Why do I make such a bold claim? Mainly, because as organizations become more and more information-focused, and we increasingly rely upon networking and the Internet, the threats to our IT infrastructure increase. Today, anyone with basic computer skills is able to perform very damaging attacks. Our IT networks face an ever growing threat from both exterior, malicious entities as well as our own internal personnel. FBI studies in the last few years have shown that around 80% of company security policy violations are caused by their own personnel. These violations are often out of ignorance or negligence, but increasingly they are also out of malice or spite. As we face downturns and belt tightening, our own employees could turn on us and cause severe damage from the inside.

I don’t want to paint the picture that all employees are evil, and their only goal is to harvest the organization’s internals for personal gain, but it is a real risk that must be addressed in a realistic risk assessment and security policy. My point is if there are already malicious people within the organization, and the company chooses to cut back on security, it will make their attacks easier, may make detection more difficult, and will cause the repair and recovery to be more expensive.
So, with a standing policy not to cut security in times of need, we need to establish cost-effective security as a standard practice. This should be a long-term goal, not just one inspired by a tough economy. If this is not already your IT department’s goal, there is no better time to start than now. Ultimately, what you should strive to accomplish is the most reliable preventative and detective security system possible with the least amount of capital expenditure.
Now, let’s explore several ideas regarding saving money on company security. Some of these ideas might be blatantly obvious, while others may be completely revolutionary. I challenge you to read each and see if your organization already employs each concept or if you can put it into effect in new and interesting ways.


Use What You Have
There is this notion in the security field that when you discover a new risk or threat you have to purchase a new countermeasure to safeguard against the new problem. I think this notion itself reveals a key philosophy of security that is not always the best. Improving security is not always the addition of new layers of protection; instead it can often mean the adjustment of components already deployed or even the removal of elements no longer essential to a business function.
Most security can be summed up with only a few key components, namely: firewall, IDS, anti-malware, authentication, authorization, and auditing. Once these are appropriately addressed, there is often little need for significant additional or specialized components for most organizations. Yes, there are likely good reasons why corporation XYZ needs special product Alpha due to some unique risk, but that is more often the exception rather than the rule. Just like many consumers, we in IT have fallen prey to the notion that buying something new is the way to fix or smoothe over a problem. All too commonly, we have a sufficient security solution already on hand if we modify, tune, or configure it properly.
My first suggestion is to put a hold on new security purchases. Instead, evaluate each new threat in light of how existing defenses could be adjusted to provide sufficient to adequate protections. New firewall rules, locked down authorization, or a more finely-tuned auditing focus. Don’t choose to purchase a new security tool until you have exhausted all your options with the existing technology already deployed in your infrastructure.

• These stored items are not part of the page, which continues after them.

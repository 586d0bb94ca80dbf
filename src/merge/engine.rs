//! Merge scheduling.

use futures::FutureExt;
use futures::future::BoxFuture;
use serde::Serialize;
use std::sync::Arc;
use std::time::{Duration, Instant};
use tokio::task::JoinHandle;

use super::{
    ConcurrencyClass, MergeExecutor, MergeOutput, MergePool, MergeRequest, MergeResolver,
    ResolvedPage,
};
use crate::codec::{LopdfCodec, PdfCodec};
use crate::error::{Result, StitchError};
use crate::session::{MergedOutput, Session};
use crate::store::BlobStore;

/// What a merge would produce, without running it.
#[derive(Debug, Clone, PartialEq, Eq, Serialize)]
#[serde(rename_all = "camelCase")]
pub struct MergePlan {
    pub class: ConcurrencyClass,
    pub pages: Vec<ResolvedPage>,
    pub skipped: usize,
}

/// Resolves, schedules and executes merges.
///
/// Clones share the same pool.
pub struct MergeEngine<C: PdfCodec = LopdfCodec> {
    inner: Arc<EngineInner<C>>,
}

impl<C: PdfCodec> Clone for MergeEngine<C> {
    fn clone(&self) -> Self {
        Self {
            inner: Arc::clone(&self.inner),
        }
    }
}

struct EngineInner<C: PdfCodec> {
    resolver: MergeResolver<C>,
    executor: MergeExecutor<C>,
    pool: MergePool,
    inline_page_merges: bool,
}

impl<C: PdfCodec> MergeEngine<C> {
    /// Create an engine.
    ///
    /// With `inline_page_merges` set, page-level requests skip the pool.
    pub fn new(codec: C, pool: MergePool, inline_page_merges: bool) -> Self {
        let codec = Arc::new(codec);
        Self {
            inner: Arc::new(EngineInner {
                resolver: MergeResolver::new(Arc::clone(&codec)),
                executor: MergeExecutor::new(codec),
                pool,
                inline_page_merges,
            }),
        }
    }

    pub fn pool(&self) -> &MergePool {
        &self.inner.pool
    }

    /// Scheduling class `request` will run under.
    pub fn class_of(&self, request: &MergeRequest) -> ConcurrencyClass {
        match request.default_class() {
            ConcurrencyClass::Inline if !self.inner.inline_page_merges => ConcurrencyClass::Bounded,
            class => class,
        }
    }

    /// Submit a merge.
    ///
    /// Bounded jobs are spawned immediately and queue for a pool permit;
    /// dropping the handle does not cancel them. Inline jobs start when the
    /// handle is awaited.
    pub fn submit(&self, session: Arc<Session>, request: MergeRequest) -> MergeHandle {
        let class = self.class_of(&request);
        let inner = Arc::clone(&self.inner);
        let job = run(inner, session, request, class);

        let state = match class {
            ConcurrencyClass::Bounded => HandleState::Spawned(tokio::spawn(job)),
            ConcurrencyClass::Inline => HandleState::Deferred(job.boxed()),
        };
        MergeHandle { class, state }
    }

    /// Submit a merge and wait for it.
    pub async fn merge(&self, session: Arc<Session>, request: MergeRequest) -> Result<MergeOutput> {
        self.submit(session, request).wait().await
    }

    /// Resolve `request` without executing it.
    ///
    /// # Errors
    ///
    /// Same as a real merge up to execution, including the empty-result
    /// gate.
    pub async fn plan(&self, session: &Session, request: &MergeRequest) -> Result<MergePlan> {
        let resolution = self.inner.resolver.resolve(session, request).await?;
        let skipped = resolution.skipped;
        let job = resolution.into_job(session.id().clone())?;
        Ok(MergePlan {
            class: self.class_of(request),
            pages: job.pages,
            skipped,
        })
    }
}

async fn run<C: PdfCodec>(
    inner: Arc<EngineInner<C>>,
    session: Arc<Session>,
    request: MergeRequest,
    class: ConcurrencyClass,
) -> Result<MergeOutput> {
    let queued_at = Instant::now();

    let _permit = match class {
        ConcurrencyClass::Bounded => {
            tracing::info!(
                session_id = %session.id(),
                kind = request.kind(),
                waiting = inner.pool.waiting(),
                running = inner.pool.running(),
                "Queued merge job"
            );
            Some(inner.pool.acquire().await?)
        }
        ConcurrencyClass::Inline => None,
    };

    let started_at = Instant::now();
    tracing::info!(
        session_id = %session.id(),
        class = %class,
        kind = request.kind(),
        items = request.len(),
        queued_ms = started_at.duration_since(queued_at).as_millis() as u64,
        "Starting merge job"
    );

    let epoch = session.epoch();
    let result = match execute(&inner, &session, &request, class).await {
        Ok(output) => publish(&session, epoch, output).await,
        Err(err) => Err(err),
    };

    match &result {
        Ok(output) => {
            tracing::info!(
                session_id = %session.id(),
                class = %class,
                blob_id = %output.blob_id,
                pages = output.page_count,
                size = output.byte_size,
                elapsed_ms = started_at.elapsed().as_millis() as u64,
                "Finished merge job"
            );
        }
        Err(err) if err.is_client_error() => {
            tracing::warn!(session_id = %session.id(), class = %class, error = %err, "Merge rejected");
        }
        Err(err) => {
            tracing::error!(session_id = %session.id(), class = %class, error = %err, "Merge job failed");
        }
    }

    result
}

async fn execute<C: PdfCodec>(
    inner: &EngineInner<C>,
    session: &Session,
    request: &MergeRequest,
    class: ConcurrencyClass,
) -> Result<MergeOutput> {
    let resolution = inner.resolver.resolve(session, request).await?;
    let job = resolution.into_job(session.id().clone())?;
    inner.executor.execute(job, session.store(), class).await
}

/// Record `output` on the session, or delete its blob when the session
/// was cleared after the job started.
async fn publish(session: &Session, epoch: u64, output: MergeOutput) -> Result<MergeOutput> {
    let recorded = session.record_output_since(
        epoch,
        MergedOutput {
            blob_id: output.blob_id.clone(),
            file_name: output.file_name.clone(),
            page_count: output.page_count,
            byte_size: output.byte_size,
        },
    );
    if recorded {
        return Ok(output);
    }

    if let Err(err) = session.store().delete(&output.blob_id).await {
        tracing::error!(
            session_id = %session.id(),
            blob_id = %output.blob_id,
            error = %err,
            "Failed to delete output of cleared session"
        );
    }
    Err(StitchError::job_failed(format!(
        "session {} was cleared while the merge ran",
        session.id()
    )))
}

/// Result handle of a submitted merge.
pub struct MergeHandle {
    class: ConcurrencyClass,
    state: HandleState,
}

enum HandleState {
    Spawned(JoinHandle<Result<MergeOutput>>),
    Deferred(BoxFuture<'static, Result<MergeOutput>>),
}

impl MergeHandle {
    pub fn class(&self) -> ConcurrencyClass {
        self.class
    }

    /// Wait for the merge to finish.
    pub async fn wait(self) -> Result<MergeOutput> {
        match self.state {
            HandleState::Spawned(handle) => join(handle).await,
            HandleState::Deferred(job) => job.await,
        }
    }

    /// Wait at most `limit` for the merge.
    ///
    /// On timeout the caller gets a timeout error and the job keeps
    /// running to completion in the background.
    pub async fn wait_timeout(self, limit: Duration) -> Result<MergeOutput> {
        let handle = match self.state {
            HandleState::Spawned(handle) => handle,
            HandleState::Deferred(job) => tokio::spawn(job),
        };
        tokio::time::timeout(limit, join(handle))
            .await
            .map_err(|_| StitchError::Timeout { waited: limit })?
    }
}

async fn join(handle: JoinHandle<Result<MergeOutput>>) -> Result<MergeOutput> {
    handle
        .await
        .map_err(|e| StitchError::job_failed(format!("Merge task failed: {e}")))?
}
//! Utilities for name ordering, input path collection and size formatting.

use crate::error::{Result, StitchError};
use std::cmp::Ordering;
use std::path::{Path, PathBuf};
use unicode_normalization::UnicodeNormalization;
use unicode_normalization::char::is_combining_mark;
use walkdir::WalkDir;

/// Compare two display names the way people expect file lists to sort.
///
/// Accents are folded to their base letters, then the names compare
/// case-insensitively with digit runs ordered by numeric value, so
/// `"file2"` sorts before `"file10"` and `"éclair"` before `"file"`.
/// Names that are equal under those rules fall back to a plain byte
/// comparison so the ordering stays total.
pub fn natural_cmp(a: &str, b: &str) -> Ordering {
    natord::compare_ignore_case(&fold_diacritics(a), &fold_diacritics(b)).then_with(|| a.cmp(b))
}

fn fold_diacritics(name: &str) -> String {
    name.nfkd().filter(|c| !is_combining_mark(*c)).collect()
}

/// Expand input arguments into PDF file paths.
///
/// Each argument may be:
/// - a directory, scanned recursively for `*.pdf` files (sorted naturally)
/// - a glob pattern such as `"./docs/*.pdf"`
/// - a plain file path
///
/// Order across arguments is preserved.
///
/// Errors:
/// - Propagates `glob` parse errors.
/// - Propagates filesystem errors from directory walking.
pub fn collect_paths_for_patterns<T>(patterns: T) -> Result<Vec<PathBuf>>
where
    T: IntoIterator,
    T::Item: AsRef<str>,
{
    let mut resolved_paths = Vec::new();

    for pattern in patterns.into_iter() {
        let pattern = pattern.as_ref();
        let as_path = PathBuf::from(pattern);
        if as_path.is_dir() {
            resolved_paths.extend(collect_paths_in_dir(&as_path)?);
        } else {
            resolved_paths.extend(collect_paths_for_pattern(pattern)?);
        }
    }

    Ok(resolved_paths)
}

fn collect_paths_for_pattern(pattern: &str) -> Result<Vec<PathBuf>> {
    let mut resolved_paths = Vec::new();

    let paths = glob::glob(pattern).map_err(|err| {
        StitchError::validation(format!("Invalid input pattern '{pattern}': {err}"))
    })?;

    for entry in paths {
        let path = entry.map_err(|err| StitchError::Io {
            source: err.into_error(),
        })?;
        resolved_paths.push(path);
    }

    // A literal path that matched nothing is reported instead of dropped.
    if resolved_paths.is_empty() && !pattern.contains(['*', '?', '[']) {
        return Err(StitchError::not_found(format!("input file {pattern}")));
    }

    Ok(resolved_paths)
}

fn collect_paths_in_dir(dir: &Path) -> Result<Vec<PathBuf>> {
    let mut paths = Vec::new();
    for entry in WalkDir::new(dir).follow_links(true) {
        let entry = entry.map_err(|err| StitchError::Io {
            source: err.into(),
        })?;
        let is_pdf = entry
            .path()
            .extension()
            .is_some_and(|ext| ext.eq_ignore_ascii_case("pdf"));
        if entry.file_type().is_file() && is_pdf {
            paths.push(entry.into_path());
        }
    }
    paths.sort_by(|a, b| natural_cmp(&a.to_string_lossy(), &b.to_string_lossy()));
    Ok(paths)
}

/// Format a byte count as a human-readable string.
pub fn format_file_size(size: u64) -> String {
    const KB: u64 = 1024;
    const MB: u64 = KB * 1024;
    const GB: u64 = MB * 1024;

    if size >= GB {
        format!("{:.2} GB", size as f64 / GB as f64)
    } else if size >= MB {
        format!("{:.2} MB", size as f64 / MB as f64)
    } else if size >= KB {
        format!("{:.2} KB", size as f64 / KB as f64)
    } else {
        format!("{size} bytes")
    }
}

Leverage Your Knowledge Base
If you finally determine that the only viable defense to a threat is a new product, don’t be in a rush to purchase the least expensive, the most discounted, or even the most highly rated. There are many other important considerations for new countermeasures above and beyond the bottom line purchase price. One of these includes the knowledge base of your existing IT staff. If your staff is already knowledgeable about a product, product line, operating system, etc., then it is often in your best interest to select a new product that will fall within their existing areas of expertise. This allows the security staff to become fully versed on the new product quicker shorten the installation, tuning and testing phases; and get your new defenses rolled out quickly and with solid results.
On the other hand, if you select a product that is significantly different or unique from your existing product space or the knowledge base of your staff, then there are many potential problems. First, the new product may not be compatible with your existing infrastructure. Incompatibility renders a product worthless no matter how expensive, highly rated, or finely polished it might be. Second, new technologies require time to learn and master. Your staff will need specialized training that will take additional time and expense. This will also lengthen the installation, testing, and deployment phases. Furthermore, once deployed, any issues that arise that require troubleshooting may take longer than normal since many issues will be new and unique, once again stretching or exceeding the expertise of your staff.
If keeping within a budget is important, during lean times as well as during prosperous times, always consider new purchases in light of leveraging existing knowledge and skill. When something new and unique offers or promises features or improvements not offered by the familiar or consistent, then the transition may be worth the additional expense and delays. But the total cost for training, deployment, and delays, should be considered, not just the original purchase price.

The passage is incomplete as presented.